Для доказательства активизации стволовых клеток проведены исследования по изучению пролиферативного действия препарата и токсического воздействия на клетки селезенки и красного костного мозга.

В опытах использовали 3-месячных мышей линии C_57BL/6 (самцы). Мышей забивали декапитацией, в стерильных условиях извлекали селезенку и красный костный мозг. Фрагменты селезенки тщательно гомогенизировали в стеклянном гомогенизаторе в среде 199, фильтровали через стерильную марлю и 3 раза отмывали средой 199 по 5 минут при 1500 об/мин.

Клетки красного костного мозга извлекали с помощью шприца и среды 199 из бедренной кости. Затем их тщательно пипетировали и отмывали вышеуказанным способом.

После этого спленоциты и кариоциты костного мозга переносили в полную культуральную среду (среда RPMJ-1640+10% FCS (fetal calf serum) + 2 мМ Л-глютамина + 25 мМ Hepes-буфера + 2 меркаптоэтанола + 4 г/мл гентамицина) и доводили до концентрации 1×10⁶ ядерных клеток на 1 мл. После вышеозначенных процедур число живых клеток составляло 93-98%.

Культивирование клеток проводили в стерильных условиях во влажной атмосфере с 5% СО₂. Количество живых и мертвых клеток оценивали с помощью люминесцентного микроскопа после прибавления к клеточным суспензиям смеси растворов акридинового оранжевого (0,25 мг/мл) и этидиума бромида (0,25 мг/мл). Пролиферативную активность клеток оценивали после прибавления к ним на 4 часа (в конце инкубации) 1 мкКи ³Н-тимидина (уд. активность).
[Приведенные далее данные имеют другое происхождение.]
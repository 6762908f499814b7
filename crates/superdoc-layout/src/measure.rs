//! The measurer contract (spec §4.G): text shaping and line breaking per
//! block, producing a [`Measure`] the paginator consumes.
//!
//! Real hosts plug in their platform text shaper (the spec notes "the
//! measurer is external in most implementations"); this module defines the
//! contract (the [`Measurer`] trait) plus one reference implementation,
//! [`SimpleMeasurer`], good enough to drive the paginator in tests and the
//! demo binary without a real font backend. It approximates glyph advance
//! with `unicode_width`'s terminal-cell widths scaled to a configured
//! pixels-per-cell constant, the same family of approximation the teacher
//! crate's headless layout engine uses for soft-wrap width accounting.

use unicode_segmentation::UnicodeSegmentation;
use unicode_width::UnicodeWidthChar;

use crate::flow::blocks::{InlineItem, ParagraphBlock};
use crate::layout_types::PxSize;
use crate::style::context::LineRule;
use crate::warnings::{Warning, WarningKind, WarningSite, WarningSink};

/// One laid-out line within a paragraph (spec §3 "Measure").
#[derive(Debug, Clone, Copy, PartialEq)]
pub struct LineMetric {
    /// Index of the [`InlineItem::Run`] (by flattened content-item index) the line starts within.
    pub from_run: usize,
    /// Character offset within that run where the line starts.
    pub from_char: usize,
    /// Index of the content item the line ends within (exclusive item, or same item as `from_run`).
    pub to_run: usize,
    /// Character offset within that run where the line ends.
    pub to_char: usize,
    /// Line width, in pixels.
    pub width: f64,
    /// Ascent above the baseline, in pixels.
    pub ascent: f64,
    /// Descent below the baseline, in pixels.
    pub descent: f64,
    /// Total line height (leading included), in pixels.
    pub line_height: f64,
}

/// A paragraph's measured lines (spec §3 "Measure").
#[derive(Debug, Clone, PartialEq, Default)]
pub struct ParagraphMeasure {
    /// Lines, in reading order.
    pub lines: Vec<LineMetric>,
    /// Sum of every line's `line_height` (spec: "totalHeight").
    pub total_height: f64,
}

/// An image/drawing's natural and target dimensions (spec §3 "Measure").
#[derive(Debug, Clone, Copy, PartialEq)]
pub struct MediaMeasure {
    /// The media's unscaled natural size, in pixels.
    pub natural: PxSize,
    /// The size it will actually occupy once placed, in pixels.
    pub target: PxSize,
    /// `target` area divided by `natural` area's square root — i.e. the
    /// linear scale factor applied uniformly to both axes.
    pub scale: f64,
}

/// Per-row geometry a table needs from the measurer before the paginator can
/// decide where rows split across pages (spec §4.G "`TableMeasure`").
#[derive(Debug, Clone, PartialEq, Default)]
pub struct TableMeasure {
    /// Column left-edge x-offsets from the table's own left edge, in pixels.
    pub column_x: Vec<f64>,
    /// Each row's height, in pixels, one entry per [`crate::flow::blocks::TableBlock::rows`].
    pub row_heights: Vec<f64>,
}

/// Either of the measure kinds a [`crate::flow::blocks::FlowBlock`] produces;
/// `crate::paginate` aligns one `Option<Measure>` per block (`None` for page
/// breaks, which need no measurement).
#[derive(Debug, Clone, PartialEq)]
pub enum Measure {
    /// A paragraph's measured lines.
    Paragraph(ParagraphMeasure),
    /// An image or drawing's natural/target dimensions.
    Media(MediaMeasure),
    /// A table's column/row geometry.
    Table(TableMeasure),
}

/// A barrier the paginator waits on before consuming any [`Measure`] (spec
/// §5 "Suspension points": "Measurement may suspend on font loading ... the
/// paginator is not run until it completes"). The core pipeline is
/// synchronous (§5), so this is a plain blocking call, not an async future;
/// hosts with no remote font loading implement it as a no-op.
pub trait FontsReadyBarrier {
    /// Block the caller until fonts needed for measurement are ready.
    fn wait_for_fonts_ready(&self);
}

/// A barrier that is always immediately ready.
#[derive(Debug, Clone, Copy, Default)]
pub struct NoopFontsBarrier;

impl FontsReadyBarrier for NoopFontsBarrier {
    fn wait_for_fonts_ready(&self) {}
}

/// The measurer contract (spec §4.G).
pub trait Measurer {
    /// The font-loading barrier this measurer exposes.
    fn fonts_barrier(&self) -> &dyn FontsReadyBarrier;

    /// Measure a paragraph's runs against a target content width, breaking
    /// lines at soft-break opportunities.
    fn measure_paragraph(
        &self,
        block: &ParagraphBlock,
        content_width_px: f64,
        warnings: &mut WarningSink,
    ) -> ParagraphMeasure;

    /// Measure an image/drawing's natural size against an optional
    /// explicit target hint (e.g. an explicit width/height from the
    /// document); when absent, target equals natural.
    fn measure_media(&self, natural: PxSize, target_hint: Option<PxSize>) -> MediaMeasure;

    /// Measure a table's column/row geometry against a target content width.
    fn measure_table(
        &self,
        block: &crate::flow::blocks::TableBlock,
        content_width_px: f64,
    ) -> TableMeasure;

    /// The width of a marker's glyph(s) set in a given font size, used by
    /// `crate::wordlayout` to gate and size list markers.
    fn measure_marker_text(&self, text: &str, font_size_half_pt: i32) -> f64;
}

/// Convert `spacing`'s `line`/`line_rule` plus the paragraph's dominant font
/// size into a concrete line height, per spec §4.G ("line height ... computed
/// from spacing rules: exact / at-least / multiple / auto").
fn resolve_line_height(
    spacing: Option<&crate::style::context::Spacing>,
    natural_height_px: f64,
) -> f64 {
    let Some(spacing) = spacing else {
        return natural_height_px;
    };
    match (spacing.line, spacing.line_rule) {
        (Some(line), Some(LineRule::Exact)) => crate::units::twips_to_px(line),
        (Some(line), Some(LineRule::AtLeast)) => crate::units::twips_to_px(line).max(natural_height_px),
        (Some(line), Some(LineRule::Multiple)) => natural_height_px * (line as f64 / 240.0),
        _ => natural_height_px,
    }
}

/// Approximate pixels-per-cell for [`SimpleMeasurer`]'s `unicode_width`
/// based advance model, calibrated so a 12pt (24 half-point) default font
/// renders roughly monospace-plausible widths.
const PX_PER_CELL: f64 = 7.2;

/// Reference [`Measurer`] implementation good enough to drive the paginator
/// without a real text shaper: glyph advance is `unicode_width`'s
/// East-Asian-aware terminal cell width times [`PX_PER_CELL`], scaled by
/// each run's font size relative to a 12pt baseline.
#[derive(Debug, Clone, Copy, Default)]
pub struct SimpleMeasurer {
    barrier: NoopFontsBarrier,
}

impl SimpleMeasurer {
    /// Construct a measurer with the no-op fonts barrier.
    pub fn new() -> Self {
        Self::default()
    }

    fn char_width_px(ch: char, font_size_half_pt: i32) -> f64 {
        let cells = ch.width().unwrap_or(0) as f64;
        let scale = font_size_half_pt as f64 / 24.0;
        cells * PX_PER_CELL * scale.max(0.1)
    }

    fn font_size_of(properties: &crate::style::context::RunProperties) -> i32 {
        properties.font_size_half_pt.unwrap_or(24)
    }
}

impl Measurer for SimpleMeasurer {
    fn fonts_barrier(&self) -> &dyn FontsReadyBarrier {
        &self.barrier
    }

    fn measure_paragraph(
        &self,
        block: &ParagraphBlock,
        content_width_px: f64,
        warnings: &mut WarningSink,
    ) -> ParagraphMeasure {
        if content_width_px <= 0.0 {
            warnings.push(Warning::new(
                WarningKind::MeasurerFailure {
                    reason: "non-positive content width".to_string(),
                },
                WarningSite::Block(block.block_id.clone()),
            ));
            return ParagraphMeasure {
                lines: vec![LineMetric {
                    from_run: 0,
                    from_char: 0,
                    to_run: 0,
                    to_char: 0,
                    width: 0.0,
                    ascent: 0.0,
                    descent: 0.0,
                    line_height: 0.0,
                }],
                total_height: 0.0,
            };
        }

        // Starting x accounts for the word-layout text start on the first line.
        let mut lines = Vec::new();
        let mut cur_width = block.word_layout.text_start_px;
        let mut cur_from_run = 0usize;
        let mut cur_from_char = 0usize;
        let mut cur_ascent = 0.0f64;
        let mut cur_descent = 0.0f64;
        let mut any_char_on_line = false;

        let runs: Vec<(usize, &str, &crate::style::context::RunProperties)> = block
            .content
            .iter()
            .enumerate()
            .filter_map(|(i, item)| match item {
                InlineItem::Run(r) => Some((i, r.text.as_str(), &r.properties)),
                _ => None,
            })
            .collect();

        if runs.is_empty() {
            let font_size = 24;
            let ascent = crate::units::half_points_to_px(font_size) * 0.8;
            let descent = crate::units::half_points_to_px(font_size) * 0.2;
            let line_height = resolve_line_height(block.properties.spacing.as_ref(), ascent + descent);
            return ParagraphMeasure {
                lines: vec![LineMetric {
                    from_run: 0,
                    from_char: 0,
                    to_run: 0,
                    to_char: 0,
                    width: block.word_layout.text_start_px,
                    ascent,
                    descent,
                    line_height,
                }],
                total_height: line_height,
            };
        }

        for &(run_idx, text, props) in &runs {
            let font_size = Self::font_size_of(props);
            let ascent = crate::units::half_points_to_px(font_size) * 0.8;
            let descent = crate::units::half_points_to_px(font_size) * 0.2;
            let mut char_idx = 0usize;
            // Break only at word boundaries (spec §4.G "soft-break
            // opportunities"), not mid-word, using the same Unicode word
            // segmentation the teacher crate uses for cursor motion.
            for word in text.split_word_bounds() {
                let word_width: f64 = word.chars().map(|c| Self::char_width_px(c, font_size)).sum();
                let word_is_whitespace = word.chars().all(char::is_whitespace);
                if any_char_on_line && cur_width + word_width > content_width_px && !word_is_whitespace {
                    let line_height =
                        resolve_line_height(block.properties.spacing.as_ref(), cur_ascent + cur_descent);
                    lines.push(LineMetric {
                        from_run: cur_from_run,
                        from_char: cur_from_char,
                        to_run: run_idx,
                        to_char: char_idx,
                        width: cur_width,
                        ascent: cur_ascent,
                        descent: cur_descent,
                        line_height,
                    });
                    cur_from_run = run_idx;
                    cur_from_char = char_idx;
                    cur_width = 0.0;
                    cur_ascent = 0.0;
                    cur_descent = 0.0;
                    any_char_on_line = false;
                }
                cur_width += word_width;
                cur_ascent = cur_ascent.max(ascent);
                cur_descent = cur_descent.max(descent);
                any_char_on_line = any_char_on_line || !word.is_empty();
                char_idx += word.chars().count();
            }
        }

        let last_run_idx = runs.last().map(|(i, _, _)| *i).unwrap_or(0);
        let last_char_idx = runs
            .last()
            .map(|(_, text, _)| text.chars().count())
            .unwrap_or(0);
        let line_height = resolve_line_height(block.properties.spacing.as_ref(), cur_ascent + cur_descent);
        lines.push(LineMetric {
            from_run: cur_from_run,
            from_char: cur_from_char,
            to_run: last_run_idx,
            to_char: last_char_idx,
            width: cur_width,
            ascent: cur_ascent,
            descent: cur_descent,
            line_height,
        });

        let total_height = lines.iter().map(|l| l.line_height).sum();
        ParagraphMeasure { lines, total_height }
    }

    fn measure_media(&self, natural: PxSize, target_hint: Option<PxSize>) -> MediaMeasure {
        let target = target_hint.unwrap_or(natural);
        let natural_area = (natural.width * natural.height).max(1e-9);
        let target_area = target.width * target.height;
        let scale = (target_area / natural_area).sqrt();
        MediaMeasure {
            natural,
            target,
            scale,
        }
    }

    fn measure_table(
        &self,
        block: &crate::flow::blocks::TableBlock,
        content_width_px: f64,
    ) -> TableMeasure {
        let total_twips: i64 = block.grid.iter().map(|&w| w as i64).sum();
        let mut column_x = Vec::with_capacity(block.grid.len());
        let mut x = 0.0f64;
        for &w in &block.grid {
            column_x.push(x);
            let share = if total_twips > 0 {
                content_width_px * (w as f64 / total_twips as f64)
            } else if !block.grid.is_empty() {
                content_width_px / block.grid.len() as f64
            } else {
                0.0
            };
            x += share;
        }

        let row_heights = block
            .rows
            .iter()
            .map(|row| {
                let explicit = row.properties.height.map(crate::units::twips_to_px);
                let content_height = row
                    .cells
                    .iter()
                    .map(|cell| {
                        cell.content
                            .iter()
                            .map(|b| self.estimate_block_height(b, content_width_px))
                            .sum::<f64>()
                    })
                    .fold(0.0f64, f64::max);
                explicit.unwrap_or(content_height).max(content_height)
            })
            .collect();

        TableMeasure {
            column_x,
            row_heights,
        }
    }

    fn measure_marker_text(&self, text: &str, font_size_half_pt: i32) -> f64 {
        text.chars()
            .map(|c| Self::char_width_px(c, font_size_half_pt))
            .sum()
    }
}

impl SimpleMeasurer {
    fn estimate_block_height(&self, block: &crate::flow::blocks::FlowBlock, content_width_px: f64) -> f64 {
        use crate::flow::blocks::FlowBlock;
        match block {
            FlowBlock::Paragraph(p) => {
                let mut sink = WarningSink::new();
                self.measure_paragraph(p, content_width_px, &mut sink).total_height
            }
            FlowBlock::Table(t) => self
                .measure_table(t, content_width_px)
                .row_heights
                .iter()
                .sum(),
            FlowBlock::Image(i) => crate::units::twips_to_px((i.geometry.height / 635) as i32).max(0.0),
            FlowBlock::Drawing(d) => crate::units::twips_to_px((d.geometry.height / 635) as i32).max(0.0),
            FlowBlock::PageBreak(_) => 0.0,
        }
    }
}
При этом клетки после инкубации с тимидином переносились на стекловолокнистые фильтры, отмывались большим избытком воды, фиксировались 96° спиртом и затем высушивались на воздухе. После этого фильтры погружались в общепринятый толуоловый сцинтиллятор на основе POP и POPOP (по 3 пробы на одно разведение препарата). Радиоактивность проб подсчитывали с помощью β-счетчика (число импульсов β-распада ³Н-тимидина в 1 минуту).
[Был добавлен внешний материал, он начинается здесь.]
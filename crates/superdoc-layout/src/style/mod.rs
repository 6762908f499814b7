//! Style cascade and resolution (spec §4.A, §4.B).
//!
//! [`cascade`] implements the generic property-chain merge primitives;
//! [`context`] defines the OOXML-equivalent typed property bags and the
//! immutable per-document [`context::StyleContext`]; [`resolver`] builds
//! and folds the paragraph/run property chains on top of both.

pub mod cascade;
pub mod context;
pub mod resolver;

pub use cascade::{combine_properties, Combine};
pub use context::StyleContext;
В процессе культивирования клеток добавляли препарат в различных концентрациях и учитывали процент мертвых клеток после 24 часов инкубирования.
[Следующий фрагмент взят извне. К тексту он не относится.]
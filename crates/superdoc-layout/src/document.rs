//! The editor document tree (spec §3, "EditorDocument").
//!
//! This is the input side of the pipeline: a tree of typed nodes owned by
//! the editor. The converter (`crate::flow`) only ever reads it. Node types
//! are a closed enumeration rather than an open `type: String` — per spec
//! §9's "Node.create extension fluency" redesign flag — so that the
//! converter's dispatch table (§4.E) is exhaustive and new node kinds are a
//! compile error at every call site, not a silent no-op.

use std::collections::BTreeMap;

/// A free-form scalar/object value for passthrough attribute keys that the
/// core does not model as a first-class field.
///
/// Most attributes recognized by the core (§6.1) are typed fields on the
/// per-variant attribute bundles below; this exists only for metadata the
/// core carries through without interpreting (e.g. unrecognized SDT
/// properties, host-specific extension data).
#[derive(Debug, Clone, PartialEq)]
pub enum AttrValue {
    /// UTF-8 text.
    String(String),
    /// A signed integer (OOXML lengths, indices).
    Number(i64),
    /// A floating point value.
    Float(f64),
    /// A boolean flag.
    Bool(bool),
    /// Opaque bytes (e.g. an embedded binary blob reference).
    Bytes(Vec<u8>),
    /// A nested bundle of further attributes.
    Bundle(BTreeMap<String, AttrValue>),
}

/// A deterministic, order-independent attribute map for passthrough keys.
pub type AttrMap = BTreeMap<String, AttrValue>;

/// A stable paragraph identifier assigned by the editor (spec §3, `sdBlockId`).
#[derive(Debug, Clone, PartialEq, Eq, PartialOrd, Ord, Hash)]
pub struct SdBlockId(pub String);

/// A monotonic per-paragraph revision counter (spec §3, `sdBlockRev`).
#[derive(Debug, Clone, Copy, PartialEq, Eq, PartialOrd, Ord)]
pub struct SdBlockRev(pub u64);

/// Inline formatting marks carried on a run or text node.
#[derive(Debug, Clone, Default, PartialEq)]
pub struct Marks {
    /// Bold.
    pub bold: bool,
    /// Italic.
    pub italic: bool,
    /// Underline style name, if any (`"single"`, `"double"`, …).
    pub underline: Option<String>,
    /// Strikethrough.
    pub strike: bool,
    /// Six-hex-digit RGB, or `"auto"` (spec §6.5).
    pub text_color: Option<String>,
    /// Six-hex-digit RGB highlight color.
    pub highlight_color: Option<String>,
    /// Character style id this run references, if any.
    pub style_id: Option<String>,
    /// Explicit font family, overriding any inherited one.
    pub font_family: Option<String>,
    /// Explicit font size in half-points, overriding any inherited one.
    pub font_size_half_pt: Option<i32>,
}

/// A maximal contiguous span of inline content sharing a single mark set
/// plus the editor-tree position it was read from.
#[derive(Debug, Clone, PartialEq)]
pub struct TextRun {
    /// The run's literal text.
    pub text: String,
    /// Formatting marks applied to this run.
    pub marks: Marks,
    /// Inclusive PM-position start, if the editor tracks positions.
    pub pm_start: Option<usize>,
    /// Exclusive PM-position end, if the editor tracks positions.
    pub pm_end: Option<usize>,
}

/// Geometry in EMU (English Metric Units), the OOXML drawing coordinate unit.
#[derive(Debug, Clone, Copy, PartialEq)]
pub struct Geometry {
    /// Width in EMUs.
    pub width: i64,
    /// Height in EMUs.
    pub height: i64,
}

/// OOXML `effectExtent`: asymmetric margins reserved around a shape for
/// shadows/glows, in EMUs.
#[derive(Debug, Clone, Copy, PartialEq, Default)]
pub struct EffectExtent {
    /// Left margin.
    pub left: i64,
    /// Top margin.
    pub top: i64,
    /// Right margin.
    pub right: i64,
    /// Bottom margin.
    pub bottom: i64,
}

/// The kind of drawing object a `drawing` node represents.
#[derive(Debug, Clone, Copy, PartialEq, Eq)]
pub enum DrawingKind {
    /// A raster/vector picture.
    Picture,
    /// A vector shape (line, rectangle, etc.).
    VectorShape,
    /// A text box.
    Textbox,
    /// A group of nested drawings.
    Group,
}

/// One of the six field-annotation variants (spec §4.E).
#[derive(Debug, Clone, Copy, PartialEq, Eq)]
pub enum FieldAnnotationKind {
    /// Plain text field.
    Text,
    /// Image field.
    Image,
    /// Signature field.
    Signature,
    /// Checkbox field.
    Checkbox,
    /// Raw HTML field.
    Html,
    /// Hyperlink field.
    Link,
}

/// A field annotation's attributes (spec §6.1).
#[derive(Debug, Clone, PartialEq)]
pub struct FieldAnnotationAttrs {
    /// Variant discriminator.
    pub kind: FieldAnnotationKind,
    /// The field's stable identifier.
    pub field_id: String,
    /// Human-facing label shown in place of the field's live value.
    pub display_label: Option<String>,
    /// Accent color for the field chip.
    pub field_color: Option<String>,
    /// Whether the field renders with a highlight background.
    ///
    /// Canonicalized at ingestion per spec §9's open question: absent means
    /// `true`; the literal string `"false"` means `false`. Call
    /// [`FieldAnnotationAttrs::canonicalize_highlighted`] to apply this rule
    /// when constructing from a loosely-typed source.
    pub highlighted: bool,
    /// Inline formatting marks to apply to the field's rendered text.
    pub marks: Marks,
    /// Pixel size hint (images/signatures).
    pub size: Option<(f64, f64)>,
    /// Raw HTML payload (`html` kind only).
    pub raw_html: Option<String>,
    /// Link target (`link` kind only).
    pub link_url: Option<String>,
    /// Image source reference (`image` kind only).
    pub image_src: Option<String>,
    /// Whether the field is hidden from the rendered page.
    pub hidden: bool,
    /// Whether the field is locked against editing.
    pub is_locked: bool,
}

impl FieldAnnotationAttrs {
    /// Canonicalize a possibly-string `highlighted` attribute per spec §9:
    /// absent => `true`, the literal string `"false"` => `false`, anything
    /// else truthy => `true`.
    pub fn canonicalize_highlighted(raw: Option<&str>) -> bool {
        match raw {
            None => true,
            Some(s) => s != "false",
        }
    }
}

/// Structured document tag (SDT) metadata attached to a contained block.
#[derive(Debug, Clone, Default, PartialEq)]
pub struct SdtMetadata {
    /// The SDT's tag/alias, if any.
    pub tag: Option<String>,
    /// Whether the SDT is locked against editing.
    pub locked: bool,
    /// Whether the SDT is hidden.
    pub hidden: bool,
    /// The docPart gallery name, if this SDT is a gallery placeholder (e.g. `"Table of Contents"`).
    pub doc_part_gallery: Option<String>,
    /// Free-form passthrough metadata.
    pub extra: AttrMap,
}

/// Resolved numbering reference on a paragraph, prior to counter resolution.
#[derive(Debug, Clone, Copy, PartialEq, Eq)]
pub struct NumberingRef {
    /// Concrete numbering definition id.
    pub num_id: u32,
    /// Zero-based indent level.
    pub ilvl: u8,
}

/// Paragraph-level attributes carried on the editor tree, prior to style
/// resolution (direct formatting only; see `crate::style` for the cascade).
#[derive(Debug, Clone, Default, PartialEq)]
pub struct ParagraphAttrs {
    /// Stable block id, if assigned.
    pub sd_block_id: Option<SdBlockId>,
    /// Monotonic revision, if tracked.
    pub sd_block_rev: Option<SdBlockRev>,
    /// Referenced paragraph style id.
    pub style_id: Option<String>,
    /// Direct-formatting paragraph properties (see `crate::style::context::ParagraphProperties`).
    pub direct_properties: crate::style::context::ParagraphProperties,
    /// Direct-formatting run properties applied to a trailing empty run (the
    /// "paragraph mark" run properties in OOXML), used when the paragraph has
    /// no content runs.
    pub mark_run_properties: Option<crate::style::context::RunProperties>,
    /// Numbering reference, if this paragraph is a list item.
    pub numbering: Option<NumberingRef>,
    /// Set by the TOC handler (§4.E) on unwrapped entries.
    pub is_toc_entry: bool,
    /// The TOC field instruction string, propagated to unwrapped entries.
    pub toc_instruction: Option<String>,
    /// Inner SDT metadata, if this paragraph sits directly inside an SDT.
    pub sdt: Option<SdtMetadata>,
    /// Outer SDT metadata, if this paragraph sits inside a nested SDT.
    pub container_sdt: Option<SdtMetadata>,
}

/// Table cell span/merge attributes.
#[derive(Debug, Clone, Copy, Default, PartialEq, Eq)]
pub struct CellSpan {
    /// Number of grid columns this cell spans.
    pub colspan: u32,
    /// Number of grid rows this cell spans.
    pub rowspan: u32,
    /// Whether this cell is merged vertically into the cell above.
    pub v_merge_continue: bool,
}

/// A single editor-document node.
///
/// `content` holds the node's ordered children for container kinds; leaf
/// kinds ignore it. The converter (`crate::flow`) walks `content` depth
/// first, so children appear in document order.
#[derive(Debug, Clone, PartialEq)]
pub struct Node {
    /// The node's kind and its typed attribute bundle.
    pub kind: NodeKind,
    /// Ordered children, for container kinds.
    pub content: Vec<Node>,
}

impl Node {
    /// Construct a leaf or container node with no children.
    pub fn leaf(kind: NodeKind) -> Self {
        Self {
            kind,
            content: Vec::new(),
        }
    }

    /// Construct a container node with the given children.
    pub fn with_content(kind: NodeKind, content: Vec<Node>) -> Self {
        Self { kind, content }
    }

    /// The PM size this node contributes when walking positions (spec §4.E):
    /// one position for the node's own open/close token plus the recursive
    /// size of its children for container kinds, or the text length for
    /// `Text`.
    pub fn pm_size(&self) -> usize {
        match &self.kind {
            NodeKind::Text { text, .. } => text.chars().count(),
            NodeKind::LineBreak | NodeKind::PageReference { .. } => 1,
            _ => 2 + self.content.iter().map(Node::pm_size).sum::<usize>(),
        }
    }
}

/// The closed set of node kinds the converter understands (spec §3).
#[derive(Debug, Clone, PartialEq)]
pub enum NodeKind {
    /// A block-level paragraph.
    Paragraph(ParagraphAttrs),
    /// An inline run wrapping text/inline children.
    Run {
        /// Direct-formatting run properties.
        properties: Option<crate::style::context::RunProperties>,
    },
    /// Literal text content.
    Text {
        /// The text content.
        text: String,
        /// Inline marks applied directly (pre-cascade).
        marks: Marks,
    },
    /// A table.
    Table {
        /// Column widths, in twips, left to right.
        grid: Vec<i32>,
        /// Referenced table style id.
        table_style_id: Option<String>,
        /// Direct-formatting table properties.
        properties: crate::style::context::TableProperties,
    },
    /// A table row.
    TableRow {
        /// Direct-formatting row properties.
        properties: crate::style::context::TableRowProperties,
    },
    /// A table cell.
    TableCell {
        /// Span/merge attributes.
        span: CellSpan,
        /// Direct-formatting cell properties.
        properties: crate::style::context::TableCellProperties,
    },
    /// A table header cell; serializes identically to `TableCell` (spec §4.E).
    TableHeader {
        /// Span/merge attributes.
        span: CellSpan,
        /// Direct-formatting cell properties.
        properties: crate::style::context::TableCellProperties,
    },
    /// An image.
    Image {
        /// Source reference (e.g. a relationship id or URL).
        src: String,
        /// Natural geometry.
        geometry: Geometry,
        /// Anchoring data, if floating.
        anchor: Option<AnchorData>,
        /// Passthrough attrs.
        attrs: AttrMap,
    },
    /// A non-picture drawing (shape, textbox, group).
    Drawing {
        /// Drawing variant.
        drawing_kind: DrawingKind,
        /// Block geometry as declared in the document.
        geometry: Geometry,
        /// Effect-extent margins, if any.
        effect_extent: EffectExtent,
        /// Anchoring data, if floating.
        anchor: Option<AnchorData>,
        /// Passthrough shape attrs (fill, stroke, text content, …).
        attrs: AttrMap,
    },
    /// A field annotation (spec §4.E).
    FieldAnnotation(FieldAnnotationAttrs),
    /// A structured-content container (SDT), document section, or docPart
    /// object: pass-through containers that attach metadata to their
    /// contained blocks.
    StructuredContentBlock {
        /// This container's own metadata.
        metadata: SdtMetadata,
    },
    /// A document section pass-through container.
    DocumentSection {
        /// Section properties (page size, margins, columns), if this is a
        /// terminal section marker rather than a mid-document shorthand.
        page_geometry: Option<crate::paginate::PageGeometry>,
    },
    /// A document part object (e.g. a cover-page building block) pass-through container.
    DocumentPartObject {
        /// This container's own metadata.
        metadata: SdtMetadata,
    },
    /// A table-of-contents gallery container.
    TableOfContents {
        /// The TOC field instruction (e.g. `"TOC \o \"1-3\" \h"`).
        instruction: String,
    },
    /// An inline page break.
    PageBreak,
    /// An inline line break.
    LineBreak,
    /// An inline container wrapping a run, treated as a run wrapper when
    /// computing paragraph-level run properties from its first descendant
    /// (spec §4.E).
    PageReference {
        /// Target bookmark/page reference name.
        target: String,
    },
}

/// Floating-drawing anchor data (subset needed for pagination, spec §4.G).
#[derive(Debug, Clone, Copy, PartialEq)]
pub struct AnchorData {
    /// Horizontal offset from the anchor origin, in EMUs.
    pub offset_x: i64,
    /// Vertical offset from the anchor origin, in EMUs.
    pub offset_y: i64,
    /// Whether the anchor is relative to the page (`true`) or the paragraph (`false`).
    pub page_relative: bool,
    /// OOXML `relativeHeight` z-ordering value.
    pub relative_height: i64,
}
Результаты по определению токсичности препарата в различных концентрациях представлены в таблице 1.

Из таблицы 1 следует, что различные концентрации препарата (0,0035-0,0000273), как при добавлении к спленоцитам, так и кариоцитам, увеличивают количество мертвых клеток по сравнению с контролем в 1,4-2,5 раза.

Результат изучения пролиферативной способности спленоцитов и кариоцитов представлен в таблице 2.

Из таблицы 2 видно, что пролиферация спленоцитов по сравнению с контролем увеличивается в 1,5-4,2 раза, а кариоцитов от 2,1 до 12,7 раз.

Изучалась пролиферативная активность спленоцитов в сравнительном аспекте после 24 и 44 часов инкубирования. При этом пролифертивную активность оценивали по числу импульсов/минуту ³Н-тимидина, введенного в культуру клеток на 4 часа. Результаты представлены в таблице 3.

Из таблицы 3 следует, что при всех концентрациях препарата пролиферация клеток увеличивается с увеличением срока инкубирования по сравнению с контролем в 1,5-14 раз.

Полученные результаты свидетельствуют о том, что препарат в условиях in vitro усиливает пролиферацию клеток селезенки и костного мозга. При этом частичная гибель клеток не является определяющим в процессе их размножения и не влияет на усиление пролиферации оставшихся нормальных клеток.

Препарат был опробирован в рабочих концентрациях на ограниченном числе больных: с незаживающими трофическими язвами, послеоперационным свищем, при переломе.

Препарат вводили внутримышечно 1 раз в неделю в течение 1-2 месяцев.

Пример 1.

Больной Н., 35 лет, с послеоперационным свищем. После проведения курса лечения в течение 2 месяцев произошло полное заживление раны без повторного операционного вмешательства.

Пример 2.

Больная С, 72 года - незаживающая трофическая язва. После проведенного курса в течение 1 месяца произошло очищение и полное заживление язвы.

Пример 3.

Больной К., 45 лет - перелом голеностопного сустава.

После курса лечения в течение 1,5 месяцев произошло восстановление костной ткани без осложнений. Рентгенологически доказано ускорение восстановительного процесса.

Таким образом, заявляемое средство в условиях in vitro и примененное на ограниченном количестве больных доказывает возможность его использования с целью активизации собственных стволовых клеток.